In All My Darling Daughters, though, the tales get clipped off with pat endings and pat-er moralizing before Yoshinaga can plumb either nonsensical heights or emotional depths. The second story in this collection is perhaps the most painful example. A college teacher semi-reluctantly acquiesces to a series of blowjobs from a homely, obsessed student with serious self-esteem issues. He feels more and more guilty — but when he tries to turn their relationship into something less exploitative…she dumps him because he’s too nice! Isn’t that a goofy, unexpected plot twist? Yoshinaga seems to think so anyway. In fact, she’s so enamored of the clever reversal that she neglects to put actual people in the story. The scant efforts at individuation (the girl has big breasts! the guy has — oh, wait.
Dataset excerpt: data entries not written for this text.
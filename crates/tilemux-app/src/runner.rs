//! Shell-backed process runner.

use std::process::{Command, Stdio};
use std::thread;
use std::time::Duration;

use crossbeam_channel::{bounded, RecvTimeoutError};
use tracing::debug;

use tilemux_core::error::Result;
use tilemux_core::runner::{ProcessRunner, RunOutput};

/// Default ceiling on how long one command may run.
pub const DEFAULT_TIMEOUT: Duration = Duration::from_secs(2);

/// Runs commands through `sh -c`, capturing stdout and discarding
/// stderr.
///
/// Each call blocks up to the configured ceiling. On timeout the result
/// carries `timed_out` and the child is left to a detached waiter
/// thread, which reaps it whenever it exits; there is no facility to
/// interrupt a running script.
pub struct ShellRunner {
    timeout: Duration,
}

impl ShellRunner {
    /// Create a runner with the default 2 s ceiling.
    pub fn new() -> Self {
        Self {
            timeout: DEFAULT_TIMEOUT,
        }
    }

    /// Create a runner with a custom ceiling.
    pub fn with_timeout(timeout: Duration) -> Self {
        Self { timeout }
    }
}

impl Default for ShellRunner {
    fn default() -> Self {
        Self::new()
    }
}

impl ProcessRunner for ShellRunner {
    fn run(&self, command: &str) -> Result<RunOutput> {
        let child = Command::new("sh")
            .arg("-c")
            .arg(command)
            .stdin(Stdio::null())
            .stdout(Stdio::piped())
            .stderr(Stdio::null())
            .spawn()?;

        let (tx, rx) = bounded(1);
        thread::spawn(move || {
            let _ = tx.send(child.wait_with_output());
        });

        match rx.recv_timeout(self.timeout) {
            Ok(Ok(output)) => Ok(RunOutput {
                stdout: String::from_utf8_lossy(&output.stdout).into_owned(),
                exit_code: output.status.code().unwrap_or(-1),
                timed_out: false,
            }),
            Ok(Err(e)) => Err(e.into()),
            Err(RecvTimeoutError::Timeout) => {
                debug!(command, timeout_ms = self.timeout.as_millis() as u64, "command timed out");
                Ok(RunOutput {
                    stdout: String::new(),
                    exit_code: -1,
                    timed_out: true,
                })
            }
            Err(RecvTimeoutError::Disconnected) => Ok(RunOutput {
                stdout: String::new(),
                exit_code: -1,
                timed_out: false,
            }),
        }
    }
}

#[cfg(test)]
mod tests {
    use super::*;

    #[test]
    fn captures_stdout() {
        let runner = ShellRunner::new();
        let out = runner.run("echo WORLD").ok();
        assert_eq!(
            out,
            Some(RunOutput {
                stdout: "WORLD\n".into(),
                exit_code: 0,
                timed_out: false,
            })
        );
    }

    #[test]
    fn reports_exit_code() {
        let runner = ShellRunner::new();
        let out = runner.run("exit 3").ok();
        assert_eq!(out.map(|o| o.exit_code), Some(3));
    }

    #[test]
    fn stderr_is_discarded() {
        let runner = ShellRunner::new();
        let out = runner.run("echo visible; echo hidden >&2").ok();
        assert_eq!(out.map(|o| o.stdout), Some("visible\n".into()));
    }

    #[test]
    fn shell_features_available() {
        let runner = ShellRunner::new();
        let out = runner.run("printf 'a b' | tr ' ' '\\n'").ok();
        assert_eq!(out.map(|o| o.stdout), Some("a\nb".into()));
    }

    #[test]
    fn timeout_reports_truncation() {
        let runner = ShellRunner::with_timeout(Duration::from_millis(50));
        let out = runner.run("sleep 5").ok();
        assert_eq!(out.map(|o| o.timed_out), Some(true));
    }
}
He doesn’t have any distinguishing characteristics at all) serve only to emphasize the extent to which these aren’t people so much as gears grinding together in the service of a soft-core clockwork sentimentality.

That’s the story which really left a bad taste in my mouth, but a couple of the others also seemed vacuous and manipulated. In one, three childhood friends largely fail to fulfill their dreams; in another, a radiantly kind and generous woman loves the whole world so much she has trouble loving one man in particular, and so she…well, I won’t spoil the twist ending. Who am I to deprive you of the full weight of a thudding cliché?

For much of this book, in short, Yoshinaga seems to be on autopilot; writing throw-away plots for characters she hasn’t thought about. Which is a shame since, when she is engaged, she remains one of my favorite manga-kas. She becomes a different creator altogether when she’s dealing with the Yukiko and her mother Mari, who are featured in the first and last story and have walk-on parts in the rest.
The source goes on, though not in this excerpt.